(Beginning of Given entries)

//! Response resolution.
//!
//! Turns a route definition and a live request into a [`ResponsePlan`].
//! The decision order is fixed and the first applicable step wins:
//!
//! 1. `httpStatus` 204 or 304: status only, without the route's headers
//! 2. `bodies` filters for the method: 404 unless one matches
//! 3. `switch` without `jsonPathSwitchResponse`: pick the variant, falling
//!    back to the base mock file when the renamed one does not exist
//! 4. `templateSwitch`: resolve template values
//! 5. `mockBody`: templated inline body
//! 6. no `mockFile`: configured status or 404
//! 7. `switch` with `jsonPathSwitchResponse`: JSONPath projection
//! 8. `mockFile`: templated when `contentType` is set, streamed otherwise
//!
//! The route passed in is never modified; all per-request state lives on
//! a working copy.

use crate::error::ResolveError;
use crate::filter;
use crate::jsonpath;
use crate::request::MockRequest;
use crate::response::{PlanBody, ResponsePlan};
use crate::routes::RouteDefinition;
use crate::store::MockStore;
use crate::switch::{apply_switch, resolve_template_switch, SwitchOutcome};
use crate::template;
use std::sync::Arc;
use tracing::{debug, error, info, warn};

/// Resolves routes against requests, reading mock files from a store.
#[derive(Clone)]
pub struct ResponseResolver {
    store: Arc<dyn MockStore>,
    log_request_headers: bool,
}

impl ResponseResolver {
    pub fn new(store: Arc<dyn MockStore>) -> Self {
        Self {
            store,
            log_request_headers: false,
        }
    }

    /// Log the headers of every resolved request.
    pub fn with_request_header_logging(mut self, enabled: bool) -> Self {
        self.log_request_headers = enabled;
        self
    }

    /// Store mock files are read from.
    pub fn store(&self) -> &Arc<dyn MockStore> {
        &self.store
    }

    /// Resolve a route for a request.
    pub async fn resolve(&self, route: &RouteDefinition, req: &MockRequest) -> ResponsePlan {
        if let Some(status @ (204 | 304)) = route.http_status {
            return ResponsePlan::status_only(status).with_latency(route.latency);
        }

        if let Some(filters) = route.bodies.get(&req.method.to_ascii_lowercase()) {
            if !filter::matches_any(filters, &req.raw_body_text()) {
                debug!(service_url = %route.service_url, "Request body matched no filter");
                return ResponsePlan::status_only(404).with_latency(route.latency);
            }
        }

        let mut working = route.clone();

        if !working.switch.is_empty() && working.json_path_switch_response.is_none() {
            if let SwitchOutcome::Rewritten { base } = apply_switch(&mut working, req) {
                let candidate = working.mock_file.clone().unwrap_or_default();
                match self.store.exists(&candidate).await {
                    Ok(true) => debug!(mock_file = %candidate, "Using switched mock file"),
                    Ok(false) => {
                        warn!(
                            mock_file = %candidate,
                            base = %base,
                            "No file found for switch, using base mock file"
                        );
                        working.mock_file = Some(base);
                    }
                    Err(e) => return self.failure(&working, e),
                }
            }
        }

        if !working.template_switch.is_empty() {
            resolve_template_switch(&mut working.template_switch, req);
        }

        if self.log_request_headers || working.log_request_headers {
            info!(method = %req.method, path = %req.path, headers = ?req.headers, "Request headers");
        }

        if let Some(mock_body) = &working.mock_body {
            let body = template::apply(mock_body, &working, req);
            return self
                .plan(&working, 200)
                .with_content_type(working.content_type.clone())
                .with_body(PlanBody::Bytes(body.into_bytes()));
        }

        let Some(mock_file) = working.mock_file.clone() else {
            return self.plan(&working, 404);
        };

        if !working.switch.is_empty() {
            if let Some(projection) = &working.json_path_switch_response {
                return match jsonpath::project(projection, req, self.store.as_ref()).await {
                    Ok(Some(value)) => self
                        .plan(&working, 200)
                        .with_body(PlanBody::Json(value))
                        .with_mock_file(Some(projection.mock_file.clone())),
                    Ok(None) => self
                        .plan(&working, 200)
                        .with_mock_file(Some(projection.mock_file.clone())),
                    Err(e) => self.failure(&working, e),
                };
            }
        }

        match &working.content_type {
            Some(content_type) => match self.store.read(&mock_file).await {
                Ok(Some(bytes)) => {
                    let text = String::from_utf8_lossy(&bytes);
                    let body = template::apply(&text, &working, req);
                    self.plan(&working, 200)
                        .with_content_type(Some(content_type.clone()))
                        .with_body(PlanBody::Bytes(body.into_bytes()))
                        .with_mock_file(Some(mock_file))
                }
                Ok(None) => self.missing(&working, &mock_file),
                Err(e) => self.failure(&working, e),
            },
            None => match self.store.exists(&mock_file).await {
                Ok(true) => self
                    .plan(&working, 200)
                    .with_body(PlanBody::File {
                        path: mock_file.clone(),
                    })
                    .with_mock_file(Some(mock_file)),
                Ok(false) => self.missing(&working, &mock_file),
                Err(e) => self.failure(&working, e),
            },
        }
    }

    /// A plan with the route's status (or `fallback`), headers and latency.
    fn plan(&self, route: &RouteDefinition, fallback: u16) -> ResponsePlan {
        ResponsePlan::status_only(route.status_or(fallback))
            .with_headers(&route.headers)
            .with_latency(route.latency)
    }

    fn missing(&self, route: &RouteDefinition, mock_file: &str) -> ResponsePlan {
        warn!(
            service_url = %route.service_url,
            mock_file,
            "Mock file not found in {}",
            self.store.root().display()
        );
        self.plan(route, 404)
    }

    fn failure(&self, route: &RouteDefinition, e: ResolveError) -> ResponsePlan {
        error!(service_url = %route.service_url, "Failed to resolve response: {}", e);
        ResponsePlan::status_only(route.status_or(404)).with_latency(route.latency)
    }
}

(End of Given entries)

• **Work request**
Retype every line of the material exactly as given.

• **Answer section**
//! Response resolution.
//!
//! Turns a route definition and a live request into a [`ResponsePlan`].
//! The decision order is fixed and the first applicable step wins:
//!
//! 1. `httpStatus` 204 or 304: status only, without the route's headers
//! 2. `bodies` filters for the method: 404 unless one matches
//! 3. `switch` without `jsonPathSwitchResponse`: pick the variant, falling
//!    back to the base mock file when the renamed one does not exist
//! 4. `templateSwitch`: resolve template values
//! 5. `mockBody`: templated inline body
//! 6. no `mockFile`: configured status or 404
//! 7. `switch` with `jsonPathSwitchResponse`: JSONPath projection
//! 8. `mockFile`: templated when `contentType` is set, streamed otherwise
//!
//! The route passed in is never modified; all per-request state lives on
//! a working copy.

use crate::error::ResolveError;
use crate::filter;
use crate::jsonpath;
use crate::request::MockRequest;
use crate::response::{PlanBody, ResponsePlan};
use crate::routes::RouteDefinition;
use crate::store::MockStore;
use crate::switch::{apply_switch, resolve_template_switch, SwitchOutcome};
use crate::template;
use std::sync::Arc;
use tracing::{debug, error, info, warn};

/// Resolves routes against requests, reading mock files from a store.
#[derive(Clone)]
pub struct ResponseResolver {
    store: Arc<dyn MockStore>,
    log_request_headers: bool,
}

impl ResponseResolver {
    pub fn new(store: Arc<dyn MockStore>) -> Self {
        Self {
            store,
            log_request_headers: false,
        }
    }

    /// Log the headers of every resolved request.
    pub fn with_request_header_logging(mut self, enabled: bool) -> Self {
        self.log_request_headers = enabled;
        self
    }

    /// Store mock files are read from.
    pub fn store(&self) -> &Arc<dyn MockStore> {
        &self.store
    }

    /// Resolve a route for a request.
    pub async fn resolve(&self, route: &RouteDefinition, req: &MockRequest) -> ResponsePlan {
        if let Some(status @ (204 | 304)) = route.http_status {
            return ResponsePlan::status_only(status).with_latency(route.latency);
        }

        if let Some(filters) = route.bodies.get(&req.method.to_ascii_lowercase()) {
            if !filter::matches_any(filters, &req.raw_body_text()) {
                debug!(service_url = %route.service_url, "Request body matched no filter");
                return ResponsePlan::status_only(404).with_latency(route.latency);
            }
        }

        let mut working = route.clone();

        if !working.switch.is_empty() && working.json_path_switch_response.is_none() {
            if let SwitchOutcome::Rewritten { base } = apply_switch(&mut working, req) {
                let candidate = working.mock_file.clone().unwrap_or_default();
                match self.store.exists(&candidate).await {
                    Ok(true) => debug!(mock_file = %candidate, "Using switched mock file"),
                    Ok(false) => {
                        warn!(
                            mock_file = %candidate,
                            base = %base,
                            "No file found for switch, using base mock file"
                        );
                        working.mock_file = Some(base);
                    }
                    Err(e) => return self.failure(&working, e),
                }
            }
        }

        if !working.template_switch.is_empty() {
            resolve_template_switch(&mut working.template_switch, req);
        }

        if self.log_request_headers || working.log_request_headers {
            info!(method = %req.method, path = %req.path, headers = ?req.headers, "Request headers");
        }

        if let Some(mock_body) = &working.mock_body {
            let body = template::apply(mock_body, &working, req);
            return self
                .plan(&working, 200)
                .with_content_type(working.content_type.clone())
                .with_body(PlanBody::Bytes(body.into_bytes()));
        }

        let Some(mock_file) = working.mock_file.clone() else {
            return self.plan(&working, 404);
        };

        if !working.switch.is_empty() {
            if let Some(projection) = &working.json_path_switch_response {
                return match jsonpath::project(projection, req, self.store.as_ref()).await {
                    Ok(Some(value)) => self
                        .plan(&working, 200)
                        .with_body(PlanBody::Json(value))
                        .with_mock_file(Some(projection.mock_file.clone())),
                    Ok(None) => self
                        .plan(&working, 200)
                        .with_mock_file(Some(projection.mock_file.clone())),
                    Err(e) => self.failure(&working, e),
                };
            }
        }

        match &working.content_type {
            Some(content_type) => match self.store.read(&mock_file).await {
                Ok(Some(bytes)) => {
                    let text = String::from_utf8_lossy(&bytes);
                    let body = template::apply(&text, &working, req);
                    self.plan(&working, 200)
                        .with_content_type(Some(content_type.clone()))
                        .with_body(PlanBody::Bytes(body.into_bytes()))
                        .with_mock_file(Some(mock_file))
                }
                Ok(None) => self.missing(&working, &mock_file),
                Err(e) => self.failure(&working, e),
            },
            None => match self.store.exists(&mock_file).await {
                Ok(true) => self
                    .plan(&working, 200)
                    .with_body(PlanBody::File {
                        path: mock_file.clone(),
                    })
                    .with_mock_file(Some(mock_file)),
                Ok(false) => self.missing(&working, &mock_file),
                Err(e) => self.failure(&working, e),
            },
        }
    }

    /// A plan with the route's status (or `fallback`), headers and latency.
    fn plan(&self, route: &RouteDefinition, fallback: u16) -> ResponsePlan {
        ResponsePlan::status_only(route.status_or(fallback))
            .with_headers(&route.headers)
            .with_latency(route.latency)
    }

    fn missing(&self, route: &RouteDefinition, mock_file: &str) -> ResponsePlan {
        warn!(
            service_url = %route.service_url,
            mock_file,
            "Mock file not found in {}",
            self.store.root().display()
        );
        self.plan(route, 404)
    }

    fn failure(&self, route: &RouteDefinition, e: ResolveError) -> ResponsePlan {
        error!(service_url = %route.service_url, "Failed to resolve response: {}", e);
        ResponsePlan::status_only(route.status_or(404)).with_latency(route.latency)
    }
}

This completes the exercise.